あれは12月12日、ちょうど第三回連続学習会を準備している最中の出来事でした。
いつもとは違う緊張感の中、障害当事者の方の視点からケア現場のケアハラスメントについて、御意見をうかがえる滅多にない機会、一体どのようなお話をしていただけるかというドキドキ感の中、妻からLINEメッセージが入る。
こんな時間に珍しいな。
また、いつもの『帰りに100%リンゴジュースを買ってきてください』かな?
携帯を見るとそこには
『次男、発熱です』
・・・・・!
すかさず返信
『何度くらいです?』
『38.5』
・・・私の脳裏には即座に去年の悲惨な記憶が蘇った。
長男が発熱し、38度ちょいの熱を出すもすぐに解熱傾向、見るからに様子も元気そうだが、念のため休日診療の病院に検査に。病院にはたくさんの見るからに『ものすごい体調悪いです』という顔をした子どもたち。うちの子は平然とゲームをしながら診察を待つ。診察を終えた子どもたちが、次から次へと診察室に戻ってくる。そして長男の番。診察室に呼ばれ検査をし結果を待つ。医師の次の言葉は『陽性です。A型ですね。お子さんはこのまま裏の待合室で待機し、お父さんは靴などを取りに行って裏口から出てください。お大事に』
・・・はっ? あんなに体調悪そうな子たちがただの風邪で、うちのが、インフルエンザですか?
ここからが本当の悲劇の始まりだった・・・
仕事柄、感染る訳にはいかないので、デイサービス勤務だった頃に取った手段、自分だけ隣の市の実家に避難。幸いなことに妻も元々介護職だったためこの対処に対する理解は示してくれている。今回も2つ返事で『仕方ない』と承諾してくれる。次の日以降の仕事の準備と数日分の荷造りをし、早速事情を話し実家に移住する。
その晩、妻からの連絡。『私も39度・・・』
病人の世話をするものがいなくなった・・・もう無理だ。
自分と次男もうつるかもしれないけど覚悟を決めて家に戻るしかない。
当時の上司に状況を伝え、翌日の統合課程の担当を代わっていただき、完全に収束するまで出勤しないことを命じられた。
チームの皆さん、本当にごめんなさい。
とにかく家では全員マスク、可能な限り隔離。タオル類は共有しない。次男はとにかく自分と一緒に行動。
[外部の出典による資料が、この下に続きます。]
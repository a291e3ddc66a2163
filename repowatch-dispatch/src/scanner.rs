//! Secret scanner invocation.
//!
//! The detection algorithm is the scanner's business; the core only needs
//! "empty report" versus "non-empty report". An empty report means no
//! verified finding.

use std::path::{Path, PathBuf};
use std::process::Command;

use crate::error::DispatchError;

/// Text report produced by one scanner invocation.
#[derive(Debug, Clone, PartialEq, Eq)]
pub struct ScanReport {
    pub text: String,
}

impl ScanReport {
    /// No verified findings.
    pub fn is_clean(&self) -> bool {
        self.text.trim().is_empty()
    }
}

/// Invokes the scanning tool against one filesystem target.
pub trait SecretScanner {
    fn scan(&self, target: &Path) -> Result<ScanReport, DispatchError>;
}

/// TruffleHog CLI adapter: `trufflehog filesystem <target> --only-verified`.
pub struct TruffleHog {
    binary: PathBuf,
}

impl TruffleHog {
    pub fn new() -> Self {
        Self {
            binary: PathBuf::from("trufflehog"),
        }
    }

    /// Use a specific scanner binary (tests point this at a stub script).
    pub fn with_binary(binary: PathBuf) -> Self {
        Self { binary }
    }
}

impl Default for TruffleHog {
    fn default() -> Self {
        Self::new()
    }
}

impl SecretScanner for TruffleHog {
    fn scan(&self, target: &Path) -> Result<ScanReport, DispatchError> {
        tracing::debug!("scanning {}", target.display());
        let output = Command::new(&self.binary)
            .arg("filesystem")
            .arg(target)
            .arg("--only-verified")
            .output()
            .map_err(|source| DispatchError::ScannerSpawn { source })?;
        if !output.status.success() {
            return Err(DispatchError::ScannerFailed {
                stderr: String::from_utf8_lossy(&output.stderr).trim().to_string(),
            });
        }
        Ok(ScanReport {
            text: String::from_utf8_lossy(&output.stdout).into_owned(),
        })
    }
}
//! Error types for repowatch-dispatch.

use std::path::PathBuf;

use thiserror::Error;

/// All errors from scanner invocation and escalation collaborators.
#[derive(Debug, Error)]
pub enum DispatchError {
    /// An I/O error, with annotated path for context.
    #[error("I/O error at {path}: {source}")]
    Io {
        path: PathBuf,
        #[source]
        source: std::io::Error,
    },

    /// The scanner binary could not be spawned.
    #[error("failed to run scanner: {source}")]
    ScannerSpawn {
        #[source]
        source: std::io::Error,
    },

    /// The scanner exited non-zero.
    #[error("scanner exited with failure: {stderr}")]
    ScannerFailed { stderr: String },

    /// Transport-level HTTP failure.
    #[error("transport error calling {endpoint}: {source}")]
    Transport {
        endpoint: &'static str,
        #[source]
        source: Box<ureq::Error>,
    },

    /// Non-2xx response from a collaborator API.
    #[error("{endpoint} returned status {status}")]
    Status { endpoint: &'static str, status: u16 },

    /// The collaborator accepted the call but rejected the request.
    #[error("{endpoint} rejected the request: {detail}")]
    Api { endpoint: &'static str, detail: String },

    /// JSON encode/decode failure on a collaborator payload.
    #[error("collaborator JSON error: {0}")]
    Json(#[from] serde_json::Error),
}

/// Convenience constructor for [`DispatchError::Io`].
pub(crate) fn io_err(path: impl Into<PathBuf>, source: std::io::Error) -> DispatchError {
    DispatchError::Io {
        path: path.into(),
        source,
    }
}
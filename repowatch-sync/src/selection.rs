//! Deterministic branch selection.
//!
//! Prefer `master`; else `main`; else the first branch in provider order.
//! Applied identically on fresh clones and on updates, so a repository never
//! flips branches between runs unless the remote branch set itself changed.

use repowatch_core::types::RemoteBranch;

/// Select the branch to track, or `None` when the list is empty.
///
/// Branch lists are small (tens, not thousands); a linear scan is fine.
pub fn select_branch(branches: &[RemoteBranch]) -> Option<&RemoteBranch> {
    branches
        .iter()
        .find(|b| b.name.0 == "master")
        .or_else(|| branches.iter().find(|b| b.name.0 == "main"))
        .or_else(|| branches.first())
}
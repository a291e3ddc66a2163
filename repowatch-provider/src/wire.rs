//! Provider wire payloads and pure decoding functions.
//!
//! The listing endpoints return `{ values: [...], next: <url>|absent }`
//! envelopes. Decoding is kept free of HTTP concerns so malformed payloads
//! can be exercised directly in tests.

use serde::Deserialize;

use repowatch_core::types::{BranchName, CommitHash, RemoteBranch, RemoteRepository, RepoName, RepoSlug};

use crate::error::ProviderError;

/// One page of a cursor-paginated listing.
#[derive(Debug)]
pub struct Page<T> {
    pub values: Vec<T>,
    pub next: Option<String>,
}

#[derive(Debug, Deserialize)]
struct Envelope<T> {
    #[serde(default = "Vec::new")]
    values: Vec<T>,
    next: Option<String>,
}

#[derive(Debug, Deserialize)]
struct RepoEntry {
    slug: String,
    name: String,
}

#[derive(Debug, Deserialize)]
struct BranchEntry {
    name: String,
    target: Option<BranchTarget>,
}

#[derive(Debug, Deserialize)]
struct BranchTarget {
    hash: Option<String>,
}

/// Decode one page of the repository listing.
pub fn parse_repo_page(body: &str) -> Result<Page<RemoteRepository>, ProviderError> {
    let envelope: Envelope<RepoEntry> =
        serde_json::from_str(body).map_err(|e| ProviderError::Malformed(e.to_string()))?;
    let values = envelope
        .values
        .into_iter()
        .map(|entry| RemoteRepository {
            slug: RepoSlug::from(entry.slug),
            display_name: RepoName::from(entry.name),
        })
        .collect();
    Ok(Page {
        values,
        next: envelope.next,
    })
}

/// Decode one page of a branch listing.
///
/// A branch whose `target.hash` is missing is kept with `head: None`; the
/// decision engine fail-skips the repository if that branch ends up selected.
pub fn parse_branch_page(body: &str) -> Result<Page<RemoteBranch>, ProviderError> {
    let envelope: Envelope<BranchEntry> =
        serde_json::from_str(body).map_err(|e| ProviderError::Malformed(e.to_string()))?;
    let values = envelope
        .values
        .into_iter()
        .map(|entry| RemoteBranch {
            name: BranchName::from(entry.name),
            head: entry
                .target
                .and_then(|t| t.hash)
                .filter(|h| !h.is_empty())
                .map(CommitHash::from),
        })
        .collect();
    Ok(Page {
        values,
        next: envelope.next,
    })
}

/// Follow `next` cursors until the listing is exhausted.
///
/// `fetch_page` maps a page URL to a decoded [`Page`]; injection keeps the
/// pagination loop testable without HTTP.
pub fn collect_pages<T>(
    first_url: String,
    mut fetch_page: impl FnMut(&str) -> Result<Page<T>, ProviderError>,
) -> Result<Vec<T>, ProviderError> {
    let mut all = Vec::new();
    let mut url = Some(first_url);
    while let Some(current) = url {
        let page = fetch_page(&current)?;
        all.extend(page.values);
        url = page.next;
    }
    Ok(all)
}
2人には極力近寄らせず、こまめに手洗いとうがいをさせる。
考えられる対処をとにかく徹底的にした結果、本当に幸いなことに長男と妻が回復するまで、私と次男は感染しなかった。
次男は去年の長男と同じように解熱傾向にはあったものの、また同じことが起こってしまうのでは、とハラハラしながら翌日の通院結果の連絡を待つ。
そして妻からの連絡
『陰性でした』
良かった。去年の二の舞だけは今回は避けられた。
そして次に考えたことは
次のミーティングで、インフルエンザや感染症の話をしよう。